When it comes to human “persons”, the law readily allows that a person born naturally is a human “person” in every sense. American law has, by and large until Roe, regarded a human being a “person” from conception to natural death. In its eagerness to allow abortion on demand, the Supreme Court in Roe went into mental contortions without ever really saying when, on the continuum between conception and natural birth, a human being is a legal “person”. The Court admitted that it didn’t know. And because it didn’t know, its rationale went, it wouldn’t protect an unborn child in any meaningful way. We now have an absolute confusion in which abortion can be legal right up until birth. But, as in the Carhart case, if the baby’s body is outside the mother, then it can be prohibited by statute, though not as a consequence of a natural or inherent right. Also, since states are allowed to allow doctors to neglect a child born alive through artificial (abortive) means so that the child dies, that is permissible. However, it is not permissible to allow a child born alive through natural means to die through neglect. But then, if a child is delivered prematurely through, say, a caesarian, they cannot neglect it to its death. Further, states are allowed to declare a fetal death through outside hostile action (say, as a result of an assault on or murder of the mother) a murder of the child that, in other contexts, is not a “person” and cannot be murdered.
So, putting all of it together, (and there are other inconsistent rules) it’s a matter of the mother’s intent as to whether an unborn (or even born alive if the original intent was abortion) child is a “person” under the law, and thus entitled to protection.
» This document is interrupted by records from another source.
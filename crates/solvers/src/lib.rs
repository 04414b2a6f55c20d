#![doc = "Solvers for the interactive bisection game played against a challenged assertion."]

pub mod bisection;
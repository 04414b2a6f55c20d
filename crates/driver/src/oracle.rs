//! The `oracle` module defines the [TraceOracle], the execution-trace generator that replays L2
//! execution for a disputed inbox range.

use anyhow::{anyhow, Context, Result};
use async_trait::async_trait;
use ethers::{
    providers::{Http, Middleware, Provider},
    types::{BlockNumber, Bytes, H256},
};
use fp_defender_solvers::bisection::ExecutionState;
use std::sync::Arc;

/// The local L2 head reported on startup.
#[derive(Debug, Clone, Copy, PartialEq, Eq)]
pub struct L2Block {
    /// The block number.
    pub number: u64,
    /// The block hash.
    pub hash: H256,
    /// The state root after the block.
    pub state_root: H256,
}

/// The [TraceOracle] trait defines the interface of the execution-trace generator.
#[async_trait]
pub trait TraceOracle: Send + Sync {
    /// Returns the current local L2 block.
    async fn current_block(&self) -> Result<L2Block>;

    /// Deterministically replays L2 execution for the inbox range `[start, end)` and returns the
    /// ordered per-step states.
    async fn generate_states(&self, start: u64, end: u64) -> Result<Vec<ExecutionState>>;

    /// Produces the opaque single-step proof for the step starting at `pre_state`.
    async fn one_step_proof(&self, pre_state: &ExecutionState) -> Result<Bytes>;
}

/// A [TraceOracle] served by a trusted L2 node over JSON-RPC.
#[derive(Debug, Clone)]
pub struct RpcTraceOracle {
    /// The HTTP provider for the L2 node.
    node_provider: Arc<Provider<Http>>,
}

impl RpcTraceOracle {
    /// Creates a new [RpcTraceOracle] talking to the node at `endpoint`.
    pub fn try_new(endpoint: &str) -> Result<Self> {
        let provider = Provider::<Http>::try_from(endpoint)
            .with_context(|| format!("Invalid L2 endpoint {}", endpoint))?;
        Ok(Self {
            node_provider: Arc::new(provider),
        })
    }
}

#[async_trait]
impl TraceOracle for RpcTraceOracle {
    async fn current_block(&self) -> Result<L2Block> {
        let block = self
            .node_provider
            .get_block(BlockNumber::Latest)
            .await?
            .ok_or(anyhow!("L2 node returned no latest block"))?;
        Ok(L2Block {
            number: block.number.ok_or(anyhow!("L2 head has no number"))?.as_u64(),
            hash: block.hash.ok_or(anyhow!("L2 head has no hash"))?,
            state_root: block.state_root,
        })
    }

    async fn generate_states(&self, start: u64, end: u64) -> Result<Vec<ExecutionState>> {
        let states: Vec<ExecutionState> = self
            .node_provider
            .request(
                "proof_generateStates",
                vec![format!("0x{:x}", start), format!("0x{:x}", end)],
            )
            .await?;
        Ok(states)
    }

    async fn one_step_proof(&self, pre_state: &ExecutionState) -> Result<Bytes> {
        let proof: Bytes = self
            .node_provider
            .request("proof_generateOneStepProof", [pre_state])
            .await?;
        Ok(proof)
    }
}
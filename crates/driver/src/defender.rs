//! The `defender` module wires the confirmation and challenge drivers together.

use crate::{
    base::BaseService,
    drivers::{ChallengeDriver, ConfirmationDriver},
    oracle::L2Block,
    state::ConfirmationState,
    Driver,
};
use anyhow::{Context, Result};
use std::sync::Arc;
use tokio::sync::mpsc;

/// The [Defender] runs the confirmation driver and the challenge driver side by side. The two
/// only communicate through the challenge hand-off channels: the confirmation driver passes each
/// raised challenge over, then waits for the challenge driver to report it resolved.
pub struct Defender {
    base: Arc<BaseService>,
}

impl Defender {
    /// Creates a new [Defender] over the given [BaseService].
    pub fn new(base: Arc<BaseService>) -> Self {
        Self { base }
    }

    /// Runs the startup checks, restores the crash-recovery flag and spawns both drivers.
    /// Returns the local L2 head.
    pub async fn start(&self, clean_l1: bool, stake: bool) -> Result<L2Block> {
        let genesis = self.base.start(clean_l1, stake).await?;

        let in_challenge = self
            .base
            .store
            .read_in_challenge()
            .await
            .context("Failed to read the crash-recovery flag")?;
        if in_challenge {
            tracing::warn!(target: "base-service", "Previous run stopped during a challenge.");
        }

        let (challenge_tx, challenge_rx) = mpsc::channel(1);
        let (resolved_tx, resolved_rx) = mpsc::channel(1);

        let confirmation = ConfirmationDriver::new(
            Arc::clone(&self.base),
            challenge_tx,
            resolved_rx,
            ConfirmationState::from_flag(in_challenge),
        );
        let challenge = ChallengeDriver::new(
            Arc::clone(&self.base),
            challenge_rx,
            resolved_tx,
            in_challenge,
        );
        self.base.spawn_worker(confirmation.start_loop()).await;
        self.base.spawn_worker(challenge.start_loop()).await;

        tracing::info!(target: "base-service", "fraud-proof defender started");
        Ok(genesis)
    }

    /// Waits until one of the drivers exits and returns its result.
    pub async fn wait(&self) -> Result<()> {
        self.base.join_next_worker().await.unwrap_or(Ok(()))
    }

    /// Stops both drivers and waits for them to exit.
    pub async fn stop(&self) -> Result<()> {
        let result = self.base.stop().await;
        tracing::info!(target: "base-service", "fraud-proof defender stopped");
        result
    }
}
//! Layer search and the top-level query entry point (§4.D).

use super::heap::extract_smallest;
use super::HnswIndex;
use crate::config::MAX_EF;

impl HnswIndex {
    /// Runs a bounded beam search at layer `level` starting from `entry`.
    ///
    /// In build mode (`build_mode = true`), extracts the `target`-sized
    /// (doubled, then clamped to `ef` and to the result set's size) pool of
    /// nearest candidates for neighbor selection instead of the full
    /// ascending result set. Writes up to [`MAX_EF`] `(id, dist)` pairs into
    /// `self.scratch.out_ids`/`out_dists` (§9 "Heaps without allocation" —
    /// the output lives in scratch state instead of a caller-provided
    /// buffer so no call on this path allocates) and returns the count
    /// written.
    pub(super) fn search_layer(
        &mut self,
        q: &[i8],
        entry: i32,
        level: u32,
        ef: u32,
        build_mode: bool,
        target: u32,
    ) -> usize {
        if self.node_offset(entry).is_none() {
            return 0;
        }

        let ef = if ef as usize > MAX_EF {
            self.mark_ef_clamped();
            MAX_EF as u32
        } else {
            ef
        };

        self.visited.next_epoch();
        self.scratch.cand.clear();
        self.scratch.res.clear();

        let d0 = self.distance_to_query(q, entry);
        self.scratch.cand.push(entry, d0);
        self.scratch.res.push(entry, d0);
        self.visited.mark_visited(entry as usize);

        let cand_cap = (ef * 2 + 32).clamp(ef, MAX_EF as u32) as usize;

        while let Some((c, dc)) = self.scratch.cand.pop() {
            if self.scratch.res.len() >= ef as usize {
                let worst = self.scratch.res.peek().map_or(i32::MAX, |(_, d)| d);
                if dc > worst {
                    break;
                }
            }

            let Some(view) = self.node_view(c) else {
                continue;
            };
            let count = view.count(level).min(view.cap(level));
            let slots = view.neighbor_slots(level);

            for &n in slots.iter().take(count as usize) {
                if n < 0 || self.node_offset(n).is_none() {
                    continue;
                }
                let n_idx = n as usize;
                if self.visited.is_visited(n_idx) {
                    continue;
                }
                self.visited.mark_visited(n_idx);

                let d = self.distance_to_query(q, n);
                let res_full = self.scratch.res.len() >= ef as usize;
                let worst = self.scratch.res.peek().map_or(i32::MAX, |(_, d)| d);
                if !res_full || d < worst {
                    if self.scratch.cand.len() < cand_cap {
                        self.scratch.cand.push(n, d);
                    }
                    if !res_full {
                        self.scratch.res.push(n, d);
                    } else if d < worst {
                        self.scratch.res.replace_root(n, d);
                    }
                }
            }
        }

        if !build_mode {
            let mut out_ids = std::mem::take(&mut self.scratch.out_ids);
            let mut out_dists = std::mem::take(&mut self.scratch.out_dists);
            let n = self.scratch.res.drain_sorted_ascending(&mut out_ids, &mut out_dists);
            self.scratch.out_ids = out_ids;
            self.scratch.out_dists = out_dists;
            n
        } else {
            let n = self.scratch.res.len();
            let pool = target.max(target.saturating_mul(2)).min(ef).min(n as u32) as usize;
            let (ids, dists) = self.scratch.res.live_slices();
            let mut out_ids = std::mem::take(&mut self.scratch.out_ids);
            let mut out_dists = std::mem::take(&mut self.scratch.out_dists);
            let used = &mut self.scratch.used_mark[..ids.len().max(1)];
            let written = extract_smallest(ids, dists, used, pool, &mut out_ids, &mut out_dists);
            self.scratch.out_ids = out_ids;
            self.scratch.out_dists = out_dists;
            written
        }
    }

    /// Moves `cursor` greedily at layer `level` toward `q`, following the
    /// single closest neighbor edge until no move improves, starting from
    /// `cursor`'s current distance to `q`.
    pub(super) fn greedy_descend(&self, q: &[i8], mut cursor: i32, level: u32) -> i32 {
        let mut best_dist = self.distance_to_query(q, cursor);
        loop {
            let Some(view) = self.node_view(cursor) else {
                break;
            };
            let count = view.count(level).min(view.cap(level));
            let slots = view.neighbor_slots(level);
            let mut moved = false;
            for &n in slots.iter().take(count as usize) {
                if n < 0 || self.node_offset(n).is_none() {
                    continue;
                }
                let d = self.distance_to_query(q, n);
                if d < best_dist {
                    best_dist = d;
                    cursor = n;
                    moved = true;
                }
            }
            if !moved {
                break;
            }
        }
        cursor
    }

    /// Runs a top-level approximate nearest-neighbor query. Writes up to
    /// `min(k, found, results_cap)` `(id, dist)` records, ascending by
    /// distance, into the results buffer and returns the count written.
    pub fn search(&mut self, q: &[i8], k: u32) -> usize {
        if k == 0 || self.entry_point_id < 0 {
            return 0;
        }

        let mut cursor = self.entry_point_id;
        let max_level = self.max_level.max(0) as u32;
        for level in (1..=max_level).rev() {
            cursor = self.greedy_descend(q, cursor, level);
        }

        // Not pre-clamped to MAX_EF here: `search_layer` does its own
        // clamp-and-count so an oversized `ef_search` is observable via
        // `was_ef_clamped()`/the safety counters after a plain query (§7
        // "EFClamped").
        let ef = self.search.ef_search.max(k);
        let found = self.search_layer(q, cursor, 0, ef, false, 0);

        let count = (k as usize).min(found).min(self.search.results_cap as usize);
        if self.results.len() < count * 8 {
            self.results.resize(count * 8, 0);
        }
        for i in 0..count {
            let off = i * 8;
            self.results[off..off + 4].copy_from_slice(&self.scratch.out_ids[i].to_le_bytes());
            self.results[off + 4..off + 8].copy_from_slice(&self.scratch.out_dists[i].to_le_bytes());
        }
        count
    }
}
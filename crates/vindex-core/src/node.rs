//! Per-node byte layout inside the arena (spec component C).
//!
//! A node record is a variable-length run of bytes: an 8-byte header
//! (`id: i32`, `level: i32`) followed by one layer block per level the node
//! occupies. Layer `L`'s block is `count: i32` followed by `cap(L)` i32
//! neighbor slots (`-1` marks an unused slot). [`NodeView`] and
//! [`NodeViewMut`] compute the byte offsets so the rest of the engine never
//! does pointer arithmetic directly.

use crate::arena::Arena;

/// Header size in bytes: `id: i32` + `level: i32`.
const HEADER_SIZE: usize = 8;

/// Byte size of one layer block's `count` field.
const COUNT_SIZE: usize = 4;

/// `cap(L)`: `m_max0` at layer 0, `m` above it.
#[inline]
#[must_use]
pub fn layer_cap(level: u32, m: u32, m_max0: u32) -> u32 {
    if level == 0 {
        m_max0
    } else {
        m
    }
}

/// Byte size of layer `L`'s block (count + its neighbor slots).
#[inline]
fn block_size(level: u32, m: u32, m_max0: u32) -> usize {
    COUNT_SIZE + layer_cap(level, m, m_max0) as usize * 4
}

/// `node_size(level) = 8 + (4 + M_MAX0·4) + level·(4 + M·4)` (§4.C).
#[inline]
#[must_use]
pub fn node_size(level: u32, m: u32, m_max0: u32) -> usize {
    HEADER_SIZE + block_size(0, m, m_max0) + level as usize * block_size(1, m, m_max0)
}

/// Byte offset of layer `L`'s block, relative to the start of the node
/// record (i.e. including the 8-byte header skip).
#[inline]
fn layer_block_offset(level: u32, m: u32, m_max0: u32) -> usize {
    if level == 0 {
        HEADER_SIZE
    } else {
        HEADER_SIZE + block_size(0, m, m_max0) + (level as usize - 1) * block_size(1, m, m_max0)
    }
}

#[inline]
fn read_i32_le(bytes: &[u8], offset: usize) -> i32 {
    i32::from_le_bytes(bytes[offset..offset + 4].try_into().unwrap())
}

#[inline]
fn write_i32_le(bytes: &mut [u8], offset: usize, value: i32) {
    bytes[offset..offset + 4].copy_from_slice(&value.to_le_bytes());
}

/// Read-only view over a node record already written into the arena.
#[derive(Clone, Copy)]
pub struct NodeView<'a> {
    bytes: &'a [u8],
    m: u32,
    m_max0: u32,
}

impl<'a> NodeView<'a> {
    /// Builds a view over the node at `offset`, given its already-known
    /// `level` (read from the offsets-table lookup's accompanying record or
    /// from [`NodeView::level`] on a header-only slice).
    #[must_use]
    pub fn new(arena: &'a Arena, offset: usize, level: u32, m: u32, m_max0: u32) -> Self {
        let size = node_size(level, m, m_max0);
        Self {
            bytes: arena.slice(offset, size),
            m,
            m_max0,
        }
    }

    /// Reads just the header (id, level) without knowing the level ahead of
    /// time; callers use this to discover `level` before building a full
    /// [`NodeView`].
    #[must_use]
    pub fn header(arena: &'a Arena, offset: usize) -> (i32, u32) {
        let bytes = arena.slice(offset, HEADER_SIZE);
        let id = read_i32_le(bytes, 0);
        let level = read_i32_le(bytes, 4);
        (id, level.max(0) as u32)
    }

    /// The node's internal id.
    #[must_use]
    pub fn id(&self) -> i32 {
        read_i32_le(self.bytes, 0)
    }

    /// The highest layer this node occupies.
    #[must_use]
    pub fn level(&self) -> u32 {
        read_i32_le(self.bytes, 4).max(0) as u32
    }

    /// Number of live neighbors stored at layer `L`.
    #[must_use]
    pub fn count(&self, level: u32) -> u32 {
        let off = layer_block_offset(level, self.m, self.m_max0);
        read_i32_le(self.bytes, off).max(0) as u32
    }

    /// The full neighbor-slot capacity at layer `L` (including unused `-1`
    /// padding beyond `count(L)`).
    #[must_use]
    pub fn cap(&self, level: u32) -> u32 {
        layer_cap(level, self.m, self.m_max0)
    }

    /// All neighbor slots at layer `L`, including `-1` padding past `count`.
    #[must_use]
    pub fn neighbor_slots(&self, level: u32) -> Vec<i32> {
        let off = layer_block_offset(level, self.m, self.m_max0) + COUNT_SIZE;
        let cap = self.cap(level) as usize;
        (0..cap)
            .map(|i| read_i32_le(self.bytes, off + i * 4))
            .collect()
    }

    /// The live (non-padding) neighbor ids at layer `L`.
    #[must_use]
    pub fn neighbors(&self, level: u32) -> Vec<i32> {
        let count = self.count(level) as usize;
        let mut slots = self.neighbor_slots(level);
        slots.truncate(count);
        slots
    }
}

/// Mutable view over a node record, for in-place edits to counts and slots.
pub struct NodeViewMut<'a> {
    bytes: &'a mut [u8],
    m: u32,
    m_max0: u32,
}

impl<'a> NodeViewMut<'a> {
    /// Builds a mutable view over the node at `offset` given its `level`.
    #[must_use]
    pub fn new(arena: &'a mut Arena, offset: usize, level: u32, m: u32, m_max0: u32) -> Self {
        let size = node_size(level, m, m_max0);
        Self {
            bytes: arena.slice_mut(offset, size),
            m,
            m_max0,
        }
    }

    /// Initializes a freshly allocated node record: writes `id`/`level` and
    /// zeroes every layer's `count` and neighbor slots to `-1`.
    pub fn init(&mut self, id: i32, level: u32) {
        write_i32_le(self.bytes, 0, id);
        write_i32_le(self.bytes, 4, level as i32);
        for l in 0..=level {
            let off = layer_block_offset(l, self.m, self.m_max0);
            write_i32_le(self.bytes, off, 0);
            let cap = layer_cap(l, self.m, self.m_max0) as usize;
            for i in 0..cap {
                write_i32_le(self.bytes, off + COUNT_SIZE + i * 4, -1);
            }
        }
    }

    /// Number of live neighbors at layer `L`.
    #[must_use]
    pub fn count(&self, level: u32) -> u32 {
        let off = layer_block_offset(level, self.m, self.m_max0);
        read_i32_le(self.bytes, off).max(0) as u32
    }

    /// Overwrites layer `L`'s `count` field directly. Callers are
    /// responsible for keeping slots consistent with the new count.
    pub fn set_count(&mut self, level: u32, count: u32) {
        let off = layer_block_offset(level, self.m, self.m_max0);
        write_i32_le(self.bytes, off, count as i32);
    }

    /// The full neighbor-slot capacity at layer `L`.
    #[must_use]
    pub fn cap(&self, level: u32) -> u32 {
        layer_cap(level, self.m, self.m_max0)
    }

    /// Reads neighbor slot `idx` at layer `L` (may be `-1`).
    #[must_use]
    pub fn neighbor(&self, level: u32, idx: u32) -> i32 {
        let off = layer_block_offset(level, self.m, self.m_max0) + COUNT_SIZE + idx as usize * 4;
        read_i32_le(self.bytes, off)
    }

    /// Writes `value` into neighbor slot `idx` at layer `L`.
    pub fn set_neighbor(&mut self, level: u32, idx: u32, value: i32) {
        let off = layer_block_offset(level, self.m, self.m_max0) + COUNT_SIZE + idx as usize * 4;
        write_i32_le(self.bytes, off, value);
    }

    /// All neighbor slots at layer `L`, including `-1` padding past count.
    #[must_use]
    pub fn neighbor_slots(&self, level: u32) -> Vec<i32> {
        let cap = self.cap(level);
        (0..cap).map(|i| self.neighbor(level, i)).collect()
    }
}

#[cfg(test)]
mod tests {
    use super::*;

    #[test]
    fn node_size_matches_formula() {
        let m = 16;
        let m_max0 = 32;
        assert_eq!(node_size(0, m, m_max0), 8 + (4 + m_max0 as usize * 4));
        assert_eq!(
            node_size(2, m, m_max0),
            8 + (4 + m_max0 as usize * 4) + 2 * (4 + m as usize * 4)
        );
    }

    #[test]
    fn init_then_read_round_trips() {
        let m = 8;
        let m_max0 = 16;
        let level = 2;
        let mut arena = Arena::new();
        let size = node_size(level, m, m_max0);
        let offset = arena.alloc(size, None).unwrap();

        {
            let mut view = NodeViewMut::new(&mut arena, offset, level, m, m_max0);
            view.init(42, level);
            view.set_count(0, 1);
            view.set_neighbor(0, 0, 7);
        }

        let view = NodeView::new(&arena, offset, level, m, m_max0);
        assert_eq!(view.id(), 42);
        assert_eq!(view.level(), level);
        assert_eq!(view.neighbors(0), vec![7]);
        assert_eq!(view.count(1), 0);
        assert!(view.neighbor_slots(1).iter().all(|&s| s == -1));
    }
}
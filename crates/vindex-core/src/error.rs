//! Crate-wide error taxonomy.
//!
//! Every fallible operation in the graph engine, the dump codec, and the
//! database orchestrator returns this single [`Error`] type. Diagnostic-only
//! conditions (EF clamping, oplog replay misses) are deliberately *not*
//! variants here — they are observable through counters and logs instead,
//! matching how they are consumed.

use std::path::PathBuf;

/// Crate-wide result alias.
pub type Result<T> = std::result::Result<T, Error>;

/// Errors raised by the graph engine, dump codec, and orchestrator.
#[derive(Debug, thiserror::Error)]
pub enum Error {
    /// A configuration field disagreed with the runtime config, either on a
    /// dump load or on an `update_config` attempt after `init_index`.
    #[error("config mismatch on field `{field}`: expected {expected}, got {actual}")]
    ConfigMismatch {
        /// Name of the disagreeing field.
        field: &'static str,
        /// The value already committed to the running index.
        expected: String,
        /// The value that was rejected.
        actual: String,
    },

    /// The dump header or body failed validation (bad magic, version,
    /// out-of-range field, or truncated body).
    #[error("corrupt dump: {0}")]
    CorruptDump(String),

    /// An internal id was requested at or beyond capacity.
    #[error("out of capacity: requested id {requested}, capacity is {capacity}")]
    OutOfCapacity {
        /// The id (or count) that did not fit.
        requested: u32,
        /// The configured capacity.
        capacity: u32,
    },

    /// An input vector's length did not match the configured dimension.
    #[error("dimension mismatch: expected {expected}, got {actual}")]
    DimensionMismatch {
        /// Configured dimension.
        expected: usize,
        /// Length of the offending vector.
        actual: usize,
    },

    /// A read or write returned fewer bytes than required.
    #[error("short I/O on {path}: expected {expected} bytes, got {actual}")]
    ShortIo {
        /// Path of the file the short I/O happened against.
        path: PathBuf,
        /// Bytes that should have been transferred.
        expected: usize,
        /// Bytes actually transferred.
        actual: usize,
    },

    /// The arena failed to grow its backing region.
    #[error("allocation failure: requested {requested} additional bytes")]
    AllocationFailure {
        /// Size of the failed growth request.
        requested: usize,
    },

    /// Underlying I/O failure not covered by a more specific variant.
    #[error(transparent)]
    Io(#[from] std::io::Error),

    /// Dump/mapping (de)serialization failure.
    #[error(transparent)]
    Bincode(#[from] bincode::Error),
}
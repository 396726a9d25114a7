//! Fuzz target for the int8 distance kernels.
//!
//! Exercises `l2_sq_i8`/`dot_i8` with arbitrary byte vectors to find:
//! - Panics on edge cases (all-zero, all-min/max i8 values)
//! - Disagreement between the SIMD and scalar paths (both should be
//!   exercised by `simd_available`-gated dispatch)
//!
//! # Running
//!
//! ```bash
//! cd fuzz
//! cargo +nightly fuzz run fuzz_distance_metrics
//! ```

#![no_main]

use arbitrary::Arbitrary;
use libfuzzer_sys::fuzz_target;
use vindex_core::distance::{dot_i8, l2_sq_i8};

/// Fuzzing input for the distance kernels.
#[derive(Arbitrary, Debug)]
struct DistanceInput {
    /// First vector (limited to a reasonable size below).
    vec_a: Vec<i8>,
    /// Second vector (truncated/padded to match `vec_a`'s length).
    vec_b: Vec<i8>,
}

fuzz_target!(|input: DistanceInput| {
    if input.vec_a.is_empty() {
        return;
    }

    // Keep dim a multiple of 4, as the crate requires (§3).
    let max_dim = 2048;
    let dim = (input.vec_a.len().min(max_dim) / 4) * 4;
    if dim == 0 {
        return;
    }

    let a: Vec<i8> = input.vec_a.into_iter().take(dim).collect();
    let mut b: Vec<i8> = input.vec_b.into_iter().take(dim).collect();
    b.resize(dim, 0);

    let l2 = l2_sq_i8(&a, &b);
    let dot = dot_i8(&a, &b);
    assert!(l2 >= 0, "squared L2 distance must be non-negative, got {l2}");
    let _ = dot;
});
//! FIFO locking (§4.F "Concurrency", §5 "Ordering guarantees").
//!
//! Two layers: a per-[`crate::db::Database`] instance lock, and a
//! process-wide lock keyed by storage directory so that two `Database`
//! instances opened against the same directory (e.g. from two threads)
//! still serialize in submission order. Both are ticket locks over
//! `parking_lot` primitives rather than a plain `Mutex`, because a plain
//! mutex does not guarantee FIFO wakeup order under contention.

use parking_lot::{Condvar, Mutex};
use rustc_hash::FxHashMap;
use std::path::PathBuf;
use std::sync::{Arc, OnceLock};

/// A strictly FIFO mutual-exclusion lock: waiters are served in the order
/// they called [`FifoLock::lock`].
pub struct FifoLock {
    state: Mutex<TicketState>,
    cond: Condvar,
}

struct TicketState {
    next_ticket: u64,
    now_serving: u64,
}

impl FifoLock {
    /// Builds an unlocked, fresh ticket lock.
    #[must_use]
    pub fn new() -> Self {
        Self {
            state: Mutex::new(TicketState { next_ticket: 0, now_serving: 0 }),
            cond: Condvar::new(),
        }
    }

    /// Blocks until it is this caller's turn, in call order, and returns a
    /// guard that releases the lock (advancing to the next ticket) on drop.
    #[must_use]
    pub fn lock(&self) -> FifoLockGuard<'_> {
        let my_ticket = {
            let mut state = self.state.lock();
            let ticket = state.next_ticket;
            state.next_ticket += 1;
            ticket
        };

        let mut state = self.state.lock();
        while state.now_serving != my_ticket {
            self.cond.wait(&mut state);
        }
        drop(state);

        FifoLockGuard { lock: self }
    }
}

impl Default for FifoLock {
    fn default() -> Self {
        Self::new()
    }
}

/// RAII guard released by [`FifoLock::lock`].
pub struct FifoLockGuard<'a> {
    lock: &'a FifoLock,
}

impl Drop for FifoLockGuard<'_> {
    fn drop(&mut self) {
        let mut state = self.lock.state.lock();
        state.now_serving += 1;
        self.lock.cond.notify_all();
    }
}

/// Process-wide registry of [`FifoLock`]s keyed by canonicalized storage
/// directory, so every `Database` instance sharing a directory (and
/// prefix) contends on the same lock (§4.F "across instances sharing the
/// same storage directory via a process-wide FIFO lock keyed by the
/// directory+prefix").
static REGISTRY: OnceLock<Mutex<FxHashMap<String, Arc<FifoLock>>>> = OnceLock::new();

/// Returns (creating if absent) the process-wide lock for `dir` + `prefix`.
#[must_use]
pub fn directory_lock(dir: &std::path::Path, prefix: &str) -> Arc<FifoLock> {
    let key = format!("{}\u{0}{}", canonical_key(dir), prefix);
    let registry = REGISTRY.get_or_init(|| Mutex::new(FxHashMap::default()));
    let mut map = registry.lock();
    map.entry(key).or_insert_with(|| Arc::new(FifoLock::new())).clone()
}

fn canonical_key(dir: &std::path::Path) -> String {
    dir.canonicalize()
        .unwrap_or_else(|_| PathBuf::from(dir))
        .to_string_lossy()
        .into_owned()
}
So, the Supreme Court, in effect, said “we defer to the mother the decision to confer “personhood” on an unborn child, because we don’t know how to do it ourselves”. Never was there a more craven declaration.
And, of course, “personhood” is deemed to end when a doctor has a particular interpretation of brain waves. Thus, the Terri Schiavo result. So, then, personhood ends when someone other than the law decides it should, and it begins the same way. Other decisions in favor or against “personhood” can reasonably be expected, and can be expected as deferrals to someone else.
The law, of course, could have defined it as the commencement of conception to natural termination of life. Why do that? Just for the sake of simplicity? I think it runs deeper than that. Societies should not formulate their collective mores based on what the law says is legal or not. But they often do. A substantial segment of this society has “learned” that what could be regarded as a “human person” may be regarded otherwise, depending on the decision of someone or other; the mother, a doctor, a probate court. There are so many shifts and changes and inconsistencies in all of it that reverence for human life as such is just lost, and it all becomes relative, based on the supposedly pragmatic judgment of someone or other.
Any human society can design its laws in whatever way it wants. Even the supposedly sacrosanct U.S. Constitution can be changed, either directly or by court interpretation that is left to stand. It seems to me that once absolutes that make sense, even if they are not necessarily scientific in every way, give way, the society is left adrift in a moral sense.
Whether the Founders were Deists or not (and some probably were, while others certainly were not) they still had notions of morality behind what they did. Even Deists have morality. In setting what they thought were absolutes, they openly declared that they were morally based. They, at least, did not think that the law could or should be utterly divorced from morality. If we do not agree with that concept, we do not agree with them. Nor do we agree with the immutability of any law governing conduct.
I think we also need to take into account that there was a tradition that is common to a large number of societies that personhood was conferred on a child some time after birth. This probably was a result of a high incidence of neonatal mortality.
As far as the Law “should never have gotten itself entangled in this,” I’m afraid it has no choice. There is no other institution to do the job, in fact it is the right institution.
I think you do a good job of outlining the confusion that surrounds the matter. There’s a lot of well-meaning, highly moral people in the U.S. legal system and elsewhere who have struggled with the question, and the result reflects how otherwise intelligent people come to different conclusions.